Segment Start: DATA EXTRACT
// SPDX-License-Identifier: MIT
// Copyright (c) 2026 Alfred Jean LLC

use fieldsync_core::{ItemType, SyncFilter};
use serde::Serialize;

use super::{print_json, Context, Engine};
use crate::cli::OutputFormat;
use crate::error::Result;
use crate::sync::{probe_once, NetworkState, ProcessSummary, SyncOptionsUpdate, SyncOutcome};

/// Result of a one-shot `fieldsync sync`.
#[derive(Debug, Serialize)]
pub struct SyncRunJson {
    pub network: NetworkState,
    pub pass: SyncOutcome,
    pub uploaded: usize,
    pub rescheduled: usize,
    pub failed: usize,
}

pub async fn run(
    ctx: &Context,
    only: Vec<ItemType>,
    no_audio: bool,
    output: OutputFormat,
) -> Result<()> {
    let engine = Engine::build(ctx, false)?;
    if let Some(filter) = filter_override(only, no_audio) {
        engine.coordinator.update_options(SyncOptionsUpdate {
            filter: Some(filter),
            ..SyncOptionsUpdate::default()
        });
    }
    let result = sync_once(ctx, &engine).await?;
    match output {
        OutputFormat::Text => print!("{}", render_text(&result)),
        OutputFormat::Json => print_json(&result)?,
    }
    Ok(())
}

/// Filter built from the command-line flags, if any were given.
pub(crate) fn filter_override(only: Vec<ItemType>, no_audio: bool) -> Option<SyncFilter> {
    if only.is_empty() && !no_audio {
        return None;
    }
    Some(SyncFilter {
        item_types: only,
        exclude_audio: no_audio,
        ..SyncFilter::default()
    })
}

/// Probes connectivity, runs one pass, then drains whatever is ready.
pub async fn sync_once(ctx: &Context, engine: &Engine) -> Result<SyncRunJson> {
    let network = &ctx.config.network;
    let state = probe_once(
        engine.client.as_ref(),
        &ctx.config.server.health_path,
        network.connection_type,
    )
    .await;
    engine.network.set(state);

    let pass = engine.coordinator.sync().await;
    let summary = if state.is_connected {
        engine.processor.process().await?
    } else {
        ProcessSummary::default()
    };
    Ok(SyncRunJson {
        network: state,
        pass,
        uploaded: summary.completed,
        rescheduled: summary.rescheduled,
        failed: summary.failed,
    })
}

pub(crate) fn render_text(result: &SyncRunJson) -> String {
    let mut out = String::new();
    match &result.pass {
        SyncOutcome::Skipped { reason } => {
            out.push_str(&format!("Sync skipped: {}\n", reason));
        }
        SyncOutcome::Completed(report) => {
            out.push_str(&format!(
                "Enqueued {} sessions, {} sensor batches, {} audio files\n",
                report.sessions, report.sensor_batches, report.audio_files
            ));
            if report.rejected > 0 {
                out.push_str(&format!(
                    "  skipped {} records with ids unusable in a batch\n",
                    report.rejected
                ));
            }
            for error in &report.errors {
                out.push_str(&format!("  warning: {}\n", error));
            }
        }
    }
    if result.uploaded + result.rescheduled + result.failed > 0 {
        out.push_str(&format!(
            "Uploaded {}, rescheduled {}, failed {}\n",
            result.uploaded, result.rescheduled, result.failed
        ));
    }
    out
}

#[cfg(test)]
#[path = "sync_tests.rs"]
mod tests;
Segment End: DATA EXTRACT
--- YOUR TASK ---
All entries above should be duplicated exactly, none omitted.

--- EXPECTED OUTPUT ---
// SPDX-License-Identifier: MIT
// Copyright (c) 2026 Alfred Jean LLC

use fieldsync_core::{ItemType, SyncFilter};
use serde::Serialize;

use super::{print_json, Context, Engine};
use crate::cli::OutputFormat;
use crate::error::Result;
use crate::sync::{probe_once, NetworkState, ProcessSummary, SyncOptionsUpdate, SyncOutcome};

/// Result of a one-shot `fieldsync sync`.
#[derive(Debug, Serialize)]
pub struct SyncRunJson {
    pub network: NetworkState,
    pub pass: SyncOutcome,
    pub uploaded: usize,
    pub rescheduled: usize,
    pub failed: usize,
}

pub async fn run(
    ctx: &Context,
    only: Vec<ItemType>,
    no_audio: bool,
    output: OutputFormat,
) -> Result<()> {
    let engine = Engine::build(ctx, false)?;
    if let Some(filter) = filter_override(only, no_audio) {
        engine.coordinator.update_options(SyncOptionsUpdate {
            filter: Some(filter),
            ..SyncOptionsUpdate::default()
        });
    }
    let result = sync_once(ctx, &engine).await?;
    match output {
        OutputFormat::Text => print!("{}", render_text(&result)),
        OutputFormat::Json => print_json(&result)?,
    }
    Ok(())
}

/// Filter built from the command-line flags, if any were given.
pub(crate) fn filter_override(only: Vec<ItemType>, no_audio: bool) -> Option<SyncFilter> {
    if only.is_empty() && !no_audio {
        return None;
    }
    Some(SyncFilter {
        item_types: only,
        exclude_audio: no_audio,
        ..SyncFilter::default()
    })
}

/// Probes connectivity, runs one pass, then drains whatever is ready.
pub async fn sync_once(ctx: &Context, engine: &Engine) -> Result<SyncRunJson> {
    let network = &ctx.config.network;
    let state = probe_once(
        engine.client.as_ref(),
        &ctx.config.server.health_path,
        network.connection_type,
    )
    .await;
    engine.network.set(state);

    let pass = engine.coordinator.sync().await;
    let summary = if state.is_connected {
        engine.processor.process().await?
    } else {
        ProcessSummary::default()
    };
    Ok(SyncRunJson {
        network: state,
        pass,
        uploaded: summary.completed,
        rescheduled: summary.rescheduled,
        failed: summary.failed,
    })
}

pub(crate) fn render_text(result: &SyncRunJson) -> String {
    let mut out = String::new();
    match &result.pass {
        SyncOutcome::Skipped { reason } => {
            out.push_str(&format!("Sync skipped: {}\n", reason));
        }
        SyncOutcome::Completed(report) => {
            out.push_str(&format!(
                "Enqueued {} sessions, {} sensor batches, {} audio files\n",
                report.sessions, report.sensor_batches, report.audio_files
            ));
            if report.rejected > 0 {
                out.push_str(&format!(
                    "  skipped {} records with ids unusable in a batch\n",
                    report.rejected
                ));
            }
            for error in &report.errors {
                out.push_str(&format!("  warning: {}\n", error));
            }
        }
    }
    if result.uploaded + result.rescheduled + result.failed > 0 {
        out.push_str(&format!(
            "Uploaded {}, rescheduled {}, failed {}\n",
            result.uploaded, result.rescheduled, result.failed
        ));
    }
    out
}

#[cfg(test)]
#[path = "sync_tests.rs"]
mod tests;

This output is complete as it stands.